A study of older people in the UK suggests people with diabetes lose cognitive ability faster than people with normal blood sugar control.
The findings, published in Diabetologia, was led by researchers at Imperial College London. They studied more than 5,000 people over the age of 50 and measured their cognitive decline over a 10 year period.
What’s cognitive decline?
Cognitive decline describes changes in our mental abilities, such as memory, concentration or decision making skills. These usually get worse with age, but cognitive decline describes changes beyond what you’d expect to see with normal aging, although it shouldn’t affect day-to-day functioning.
People who experience cognitive decline may be more likely to get dementia one day, but it doesn’t always lead to dementia. Whilst previous research has shown a link between diabetes and dementia – particularly in Type 2 diabetes – in this study the team were only looking at cognitive decline.

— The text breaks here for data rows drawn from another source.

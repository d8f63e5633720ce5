use image::{imageops, DynamicImage, GrayImage, ImageFormat, ImageOutputFormat, Luma};
use log::info;
use std::io::Cursor;
use std::path::Path;

use crate::{
    bitmap::{Bitmap, WHITE},
    device::Device,
    error::{Error, Result},
};

/// Blank margin drawn on either side of the paper in previews, in pixels.
pub const GUTTER: u32 = 40;

/// A [`Device`] that collects output into an image instead of printing it.
#[derive(Debug)]
pub struct Preview {
    max_width: u32,
    dpi: f64,
    /// Printed bitmaps and the row each starts at.
    slices: Vec<(u32, Bitmap)>,
    height: u32,
}

impl Preview {
    pub fn new(max_width: u32, dpi: f64) -> Self {
        Preview {
            max_width,
            dpi,
            slices: Vec::new(),
            height: 0,
        }
    }

    /// Length of paper used so far, in pixels.
    pub fn height(&self) -> u32 {
        self.height
    }

    /// Draw everything printed so far onto white paper with a gutter on each
    /// side.
    pub fn to_image(&self) -> GrayImage {
        let mut img = GrayImage::from_pixel(
            self.max_width + 2 * GUTTER,
            self.height,
            Luma([WHITE]),
        );
        for (y, bitmap) in &self.slices {
            imageops::replace(&mut img, &bitmap.to_luma(), GUTTER as i64, *y as i64);
        }
        img
    }

    /// Encode the preview as a PNG file in memory.
    pub fn to_png(&self) -> Result<Vec<u8>> {
        let mut buf = Vec::new();
        DynamicImage::ImageLuma8(self.to_image())
            .write_to(&mut Cursor::new(&mut buf), ImageOutputFormat::Png)?;
        Ok(buf)
    }

    pub fn save_png(&self, path: impl AsRef<Path>) -> Result<()> {
        let path = path.as_ref();
        info!(
            "writing {}x{} preview to {}",
            self.max_width + 2 * GUTTER,
            self.height,
            path.display()
        );
        self.to_image().save_with_format(path, ImageFormat::Png)?;
        Ok(())
    }
}

impl Default for Preview {
    fn default() -> Self {
        Self::new(crate::PRINTER_WIDTH, crate::PRINTER_DPI)
    }
}

impl Device for Preview {
    fn max_width(&self) -> u32 {
        self.max_width
    }

    fn dpi(&self) -> f64 {
        self.dpi
    }

    fn print_bitmap(&mut self, bitmap: &Bitmap) -> Result<()> {
        if bitmap.width() > self.max_width {
            return Err(Error::BitmapTooWide {
                width: bitmap.width(),
                max: self.max_width,
            });
        }
        self.slices.push((self.height, bitmap.clone()));
        self.height += bitmap.height();
        Ok(())
    }

    fn feed(&mut self, lines: u32) -> Result<()> {
        if lines >= 256 {
            return Err(Error::FeedOutOfRange(lines));
        }
        self.height += lines;
        Ok(())
    }
}

#[cfg(test)]
mod tests {
    use super::*;
    use crate::bitmap::{BLACK, DEFAULT_THRESHOLD};

    #[test]
    fn stacks_output_between_gutters() {
        let mut preview = Preview::new(16, 72.0);
        preview.print_bitmap(&Bitmap::new(16, 2)).unwrap();
        preview.feed(3).unwrap();
        let mut dot = Bitmap::white(4, 1, DEFAULT_THRESHOLD);
        dot.set(1, 0, BLACK);
        preview.print_bitmap(&dot).unwrap();
        assert_eq!(preview.height(), 6);

        let img = preview.to_image();
        assert_eq!(img.dimensions(), (16 + 2 * GUTTER, 6));
        let at = |x: u32, y: u32| img.get_pixel(x, y).0[0];

        assert_eq!(at(GUTTER - 1, 0), WHITE);
        assert_eq!(at(GUTTER, 0), BLACK);
        assert_eq!(at(GUTTER + 15, 1), BLACK);
        assert_eq!(at(GUTTER + 16, 1), WHITE);
        assert_eq!(at(GUTTER, 3), WHITE, "fed paper");
        assert_eq!(at(GUTTER + 1, 5), BLACK);
        assert_eq!(at(GUTTER + 2, 5), WHITE);
    }

    #[test]
    fn rejects_what_a_printer_would() {
        let mut preview = Preview::new(8, 72.0);
        assert!(matches!(
            preview.print_bitmap(&Bitmap::new(9, 1)),
            Err(Error::BitmapTooWide { width: 9, max: 8 })
        ));
        assert!(matches!(preview.feed(300), Err(Error::FeedOutOfRange(300))));
    }

    #[test]
    fn encodes_png_in_memory() {
        let mut preview = Preview::new(8, 72.0);
        preview.print_bitmap(&Bitmap::new(8, 3)).unwrap();
        let png = preview.to_png().unwrap();
        assert_eq!(&png[1..4], b"PNG");
        let img = image::load_from_memory(&png).unwrap().to_luma8();
        assert_eq!(img, preview.to_image());
    }

    #[test]
    fn saves_png() {
        let dir = tempfile::tempdir().unwrap();
        let path = dir.path().join("preview.png");
        let mut preview = Preview::default();
        preview.print_bitmap(&Bitmap::new(384, 4)).unwrap();
        preview.save_png(&path).unwrap();

        let saved = image::open(&path).unwrap().to_luma8();
        assert_eq!(saved.dimensions(), (384 + 2 * GUTTER, 4));
        assert_eq!(saved.get_pixel(GUTTER, 0).0[0], BLACK);
    }
}
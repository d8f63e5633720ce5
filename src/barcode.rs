use image::{DynamicImage, GrayImage, Luma};
use qrcode::{Color, QrCode};

use crate::{
    bitmap::{Bitmap, BLACK, WHITE},
    error::Result,
    fixed::points_to_pixels,
};

/// Encode `url` as a square QR code bitmap.
///
/// The code is at least `point_size` tall and at least two pixels per module,
/// scaled by a whole factor and centered. Wider than `max_width` it is
/// downscaled to fit.
pub fn url_barcode(url: &str, point_size: f64, max_width: u32, dpi: f64) -> Result<Bitmap> {
    let code = QrCode::new(url.as_bytes())?;
    let modules = code.width() as u32;
    let colors = code.to_colors();

    let size = (points_to_pixels(point_size, dpi).max(0) as u32).max(modules * 2);
    let scale = size / modules;
    let offset = (size - modules * scale) / 2;

    let mut img = GrayImage::from_pixel(size, size, Luma([WHITE]));
    for (i, color) in colors.iter().enumerate() {
        if *color != Color::Dark {
            continue;
        }
        let (mx, my) = (i as u32 % modules, i as u32 / modules);
        for dy in 0..scale {
            for dx in 0..scale {
                img.put_pixel(
                    offset + mx * scale + dx,
                    offset + my * scale + dy,
                    Luma([BLACK]),
                );
            }
        }
    }

    Ok(Bitmap::from_source(
        &DynamicImage::ImageLuma8(img),
        max_width,
        false,
    ))
}
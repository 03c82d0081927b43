//! Tick events and the records they produce

use chrono::{DateTime, Local};
use codec::{ActorId, Message};
use std::fmt;

/// What one tick does
#[derive(Debug, Clone, PartialEq, Eq)]
pub enum TickEvent {
    Internal,
    SendOne(ActorId),
    SendAll(Vec<ActorId>),
    Receive(Message),
}

/// Kind of a processed event as it appears in logs
#[derive(Debug, Clone, Copy, PartialEq, Eq, Hash)]
pub enum EventKind {
    Internal,
    Send,
    Receive,
}

impl EventKind {
    pub const fn as_str(self) -> &'static str {
        match self {
            EventKind::Internal => "INTERNAL",
            EventKind::Send => "SEND",
            EventKind::Receive => "RECEIVE",
        }
    }
}

impl fmt::Display for EventKind {
    fn fmt(&self, f: &mut fmt::Formatter<'_>) -> fmt::Result {
        f.write_str(self.as_str())
    }
}

/// One processed event
#[derive(Debug, Clone, PartialEq, Eq)]
pub struct EventRecord {
    pub wall_clock_time: DateTime<Local>,
    pub actor_id: ActorId,
    pub kind: EventKind,
    /// Clock after the event
    pub clock: u64,
    /// Pending inbound messages, counted after any dequeue
    pub queue_len: usize,
    /// Receive: the sender. Send: every designated peer.
    pub peers: Vec<ActorId>,
    /// Receive only
    pub message_clock: Option<u64>,
    /// Send only: designated peers whose delivery failed
    pub failed_peers: Vec<ActorId>,
}

impl EventRecord {
    fn base(actor_id: ActorId, kind: EventKind, clock: u64, queue_len: usize) -> Self {
        Self {
            wall_clock_time: Local::now(),
            actor_id,
            kind,
            clock,
            queue_len,
            peers: Vec::new(),
            message_clock: None,
            failed_peers: Vec::new(),
        }
    }

    pub fn internal(actor_id: ActorId, clock: u64, queue_len: usize) -> Self {
        Self::base(actor_id, EventKind::Internal, clock, queue_len)
    }

    pub fn send(
        actor_id: ActorId,
        clock: u64,
        queue_len: usize,
        peers: Vec<ActorId>,
        failed_peers: Vec<ActorId>,
    ) -> Self {
        Self {
            peers,
            failed_peers,
            ..Self::base(actor_id, EventKind::Send, clock, queue_len)
        }
    }

    pub fn receive(actor_id: ActorId, clock: u64, queue_len: usize, message: &Message) -> Self {
        Self {
            peers: vec![message.sender()],
            message_clock: Some(message.clock()),
            ..Self::base(actor_id, EventKind::Receive, clock, queue_len)
        }
    }

    /// Peers that actually got the message
    pub fn delivered_peers(&self) -> impl Iterator<Item = ActorId> + '_ {
        self.peers
            .iter()
            .copied()
            .filter(|peer| !self.failed_peers.contains(peer))
    }

    /// Free-text tail of a log line
    pub fn details(&self) -> String {
        match self.kind {
            EventKind::Internal => "Internal event".to_string(),
            EventKind::Receive => format!(
                "Message clock: {} from machine {}",
                self.message_clock.unwrap_or_default(),
                join_ids(&self.peers)
            ),
            EventKind::Send => {
                let mut details = format!("Sent to machine {}", join_ids(&self.peers));
                if !self.failed_peers.is_empty() {
                    details.push_str(&format!("; failed: {}", join_ids(&self.failed_peers)));
                }
                details
            }
        }
    }

    /// `YYYY-mm-dd HH:MM:SS | KIND | Clock: c | Queue: n | details`
    pub fn to_log_line(&self) -> String {
        format!(
            "{} | {} | Clock: {} | Queue: {} | {}",
            self.wall_clock_time.format("%Y-%m-%d %H:%M:%S"),
            self.kind,
            self.clock,
            self.queue_len,
            self.details()
        )
    }
}

fn join_ids(ids: &[ActorId]) -> String {
    ids.iter()
        .map(ToString::to_string)
        .collect::<Vec<_>>()
        .join(", ")
}
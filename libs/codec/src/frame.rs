//! # Frames - Wire Representation of Machine Traffic
//!
//! Two frame kinds travel over a link:
//!
//! - **Hello**: first frame sent by the initiating side of a link, naming the
//!   initiator so the accepting side can bind the stream to a peer.
//! - **Clock**: a Lamport [`Message`], the sender id plus the logical clock
//!   value stamped at send time.
//!
//! Encoding produces the length prefix and body in one buffer so a writer can
//! issue a single `write_all`. Decoding works on the body only; the reader is
//! responsible for the length prefix (see [`check_frame_len`]).

use crate::constants::{
    CLOCK_PAYLOAD_SIZE, FRAME_MAGIC, HEADER_SIZE, HELLO_PAYLOAD_SIZE, LENGTH_PREFIX_SIZE,
    MAX_FRAME_LEN, PROTOCOL_VERSION,
};
use crate::error::{ProtocolError, ProtocolResult};
use bytes::{Buf, BufMut, Bytes, BytesMut};
use num_enum::{IntoPrimitive, TryFromPrimitive};
use serde::{Deserialize, Serialize};
use std::fmt;
use std::str::FromStr;

/// Identifier of one machine in the system
#[derive(Debug, Clone, Copy, PartialEq, Eq, PartialOrd, Ord, Hash, Serialize, Deserialize)]
#[serde(transparent)]
pub struct ActorId(u32);

impl ActorId {
    pub const fn new(id: u32) -> Self {
        Self(id)
    }

    pub const fn get(self) -> u32 {
        self.0
    }
}

impl From<u32> for ActorId {
    fn from(id: u32) -> Self {
        Self(id)
    }
}

impl fmt::Display for ActorId {
    fn fmt(&self, f: &mut fmt::Formatter<'_>) -> fmt::Result {
        write!(f, "{}", self.0)
    }
}

impl FromStr for ActorId {
    type Err = std::num::ParseIntError;

    fn from_str(s: &str) -> Result<Self, Self::Err> {
        s.trim().parse::<u32>().map(Self)
    }
}

/// A Lamport message: who sent it and the sender's clock at send time.
///
/// Immutable once built; the transport carries it unchanged.
#[derive(Debug, Clone, Copy, PartialEq, Eq, Hash)]
pub struct Message {
    sender: ActorId,
    clock: u64,
}

impl Message {
    pub const fn new(sender: ActorId, clock: u64) -> Self {
        Self { sender, clock }
    }

    pub const fn sender(&self) -> ActorId {
        self.sender
    }

    pub const fn clock(&self) -> u64 {
        self.clock
    }
}

/// Frame kind byte
#[derive(Debug, Clone, Copy, PartialEq, Eq, TryFromPrimitive, IntoPrimitive)]
#[repr(u8)]
pub enum FrameKind {
    Hello = 1,
    Clock = 2,
}

impl FrameKind {
    /// Exact payload size required for this kind
    pub const fn payload_size(self) -> usize {
        match self {
            FrameKind::Hello => HELLO_PAYLOAD_SIZE,
            FrameKind::Clock => CLOCK_PAYLOAD_SIZE,
        }
    }

    pub const fn name(self) -> &'static str {
        match self {
            FrameKind::Hello => "Hello",
            FrameKind::Clock => "Clock",
        }
    }
}

/// A decoded frame
#[derive(Debug, Clone, Copy, PartialEq, Eq)]
pub enum Frame {
    Hello { actor_id: ActorId },
    Clock(Message),
}

impl Frame {
    pub fn kind(&self) -> FrameKind {
        match self {
            Frame::Hello { .. } => FrameKind::Hello,
            Frame::Clock(_) => FrameKind::Clock,
        }
    }

    /// Total encoded size including the length prefix
    pub fn encoded_len(&self) -> usize {
        LENGTH_PREFIX_SIZE + HEADER_SIZE + self.kind().payload_size()
    }

    /// Encode into a fresh buffer: length prefix followed by the body
    pub fn encode(&self) -> Bytes {
        let mut buf = BytesMut::with_capacity(self.encoded_len());
        self.encode_into(&mut buf);
        buf.freeze()
    }

    /// Append the length-prefixed frame to `buf`
    pub fn encode_into(&self, buf: &mut BytesMut) {
        let mut payload = [0u8; CLOCK_PAYLOAD_SIZE];
        let payload_len = {
            let mut cursor = &mut payload[..];
            match self {
                Frame::Hello { actor_id } => cursor.put_u32(actor_id.get()),
                Frame::Clock(message) => {
                    cursor.put_u32(message.sender().get());
                    cursor.put_u64(message.clock());
                }
            }
            self.kind().payload_size()
        };
        let payload = &payload[..payload_len];

        buf.reserve(self.encoded_len());
        buf.put_u32((HEADER_SIZE + payload_len) as u32);
        buf.put_u16(FRAME_MAGIC);
        buf.put_u8(PROTOCOL_VERSION);
        buf.put_u8(self.kind().into());
        buf.put_u32(crc32fast::hash(payload));
        buf.put_slice(payload);
    }

    /// Decode a frame body (everything after the length prefix)
    pub fn decode(body: &[u8]) -> ProtocolResult<Self> {
        if body.len() < HEADER_SIZE {
            return Err(ProtocolError::message_too_small(
                HEADER_SIZE,
                body.len(),
                "frame header",
            ));
        }

        let (mut header, mut payload) = body.split_at(HEADER_SIZE);

        let magic = header.get_u16();
        if magic != FRAME_MAGIC {
            return Err(ProtocolError::invalid_magic(FRAME_MAGIC, magic));
        }

        let version = header.get_u8();
        if version != PROTOCOL_VERSION {
            return Err(ProtocolError::UnsupportedVersion {
                version,
                supported: PROTOCOL_VERSION,
            });
        }

        let kind_byte = header.get_u8();
        let kind = FrameKind::try_from(kind_byte)
            .map_err(|_| ProtocolError::UnknownFrameKind { kind: kind_byte })?;

        if payload.len() != kind.payload_size() {
            return Err(ProtocolError::PayloadSizeMismatch {
                kind: kind.name(),
                expected: kind.payload_size(),
                got: payload.len(),
            });
        }

        let expected = header.get_u32();
        let calculated = crc32fast::hash(payload);
        if expected != calculated {
            return Err(ProtocolError::checksum_mismatch(expected, calculated));
        }

        let frame = match kind {
            FrameKind::Hello => Frame::Hello {
                actor_id: ActorId::new(payload.get_u32()),
            },
            FrameKind::Clock => {
                let sender = ActorId::new(payload.get_u32());
                let clock = payload.get_u64();
                Frame::Clock(Message::new(sender, clock))
            }
        };

        Ok(frame)
    }
}

impl From<Message> for Frame {
    fn from(message: Message) -> Self {
        Frame::Clock(message)
    }
}

/// Validate a length prefix read off the wire before reading the body
pub fn check_frame_len(len: usize) -> ProtocolResult<()> {
    if len > MAX_FRAME_LEN {
        return Err(ProtocolError::frame_too_large(len, MAX_FRAME_LEN));
    }
    Ok(())
}

#[cfg(test)]
mod tests {
    use super::*;

    #[test]
    fn test_clock_frame_layout() {
        let frame = Frame::Clock(Message::new(ActorId::new(1), 5));
        let bytes = frame.encode();

        assert_eq!(bytes.len(), frame.encoded_len());
        assert_eq!(&bytes[..4], &20u32.to_be_bytes());
        assert_eq!(&bytes[4..6], &FRAME_MAGIC.to_be_bytes());
        assert_eq!(bytes[6], PROTOCOL_VERSION);
        assert_eq!(bytes[7], 2);
        assert_eq!(&bytes[12..16], &1u32.to_be_bytes());
        assert_eq!(&bytes[16..24], &5u64.to_be_bytes());
    }

    #[test]
    fn test_decode_hello() {
        let bytes = Frame::Hello {
            actor_id: ActorId::new(3),
        }
        .encode();

        let frame = Frame::decode(&bytes[LENGTH_PREFIX_SIZE..]).unwrap();
        assert_eq!(
            frame,
            Frame::Hello {
                actor_id: ActorId::new(3)
            }
        );
    }

    #[test]
    fn test_corrupted_payload_fails_checksum() {
        let bytes = Frame::Clock(Message::new(ActorId::new(2), 42)).encode();
        let mut body = bytes[LENGTH_PREFIX_SIZE..].to_vec();
        let last = body.len() - 1;
        body[last] ^= 0xFF;

        let err = Frame::decode(&body).unwrap_err();
        assert!(matches!(err, ProtocolError::ChecksumMismatch { .. }));
        assert!(err.is_recoverable());
    }

    #[test]
    fn test_unknown_kind_rejected() {
        let bytes = Frame::Clock(Message::new(ActorId::new(2), 42)).encode();
        let mut body = bytes[LENGTH_PREFIX_SIZE..].to_vec();
        body[3] = 9;

        assert_eq!(
            Frame::decode(&body).unwrap_err(),
            ProtocolError::UnknownFrameKind { kind: 9 }
        );
    }

    #[test]
    fn test_short_body_rejected() {
        let err = Frame::decode(&[0x1A, 0x4C, 1]).unwrap_err();
        assert!(matches!(err, ProtocolError::MessageTooSmall { need: 8, got: 3, .. }));
    }

    #[test]
    fn test_frame_len_bounds() {
        assert!(check_frame_len(HEADER_SIZE + CLOCK_PAYLOAD_SIZE).is_ok());
        assert!(check_frame_len(MAX_FRAME_LEN).is_ok());
        assert!(!check_frame_len(MAX_FRAME_LEN + 1).unwrap_err().is_recoverable());
    }

    #[test]
    fn test_actor_id_parsing() {
        assert_eq!("7".parse::<ActorId>().unwrap(), ActorId::new(7));
        assert_eq!(" 12 ".parse::<ActorId>().unwrap().get(), 12);
        assert!("seven".parse::<ActorId>().is_err());
        assert_eq!(ActorId::new(4).to_string(), "4");
    }
}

Diabetes linked to poor performance
The researchers measured cognitive decline by testing the memory and language skills of the participants. They repeated these tests every two years and monitored changes over time.
They included people with and without diabetes in the study, but didn’t find out which type of diabetes people had. They found that everyone performed worse on these tests as they aged. But in people with diabetes, this worsening (or cognitive decline) was quicker than in people who had normal blood glucose control. They also found that, whether people had diabetes or not, higher blood glucose levels were linked to poorer performance on the cognitive tests.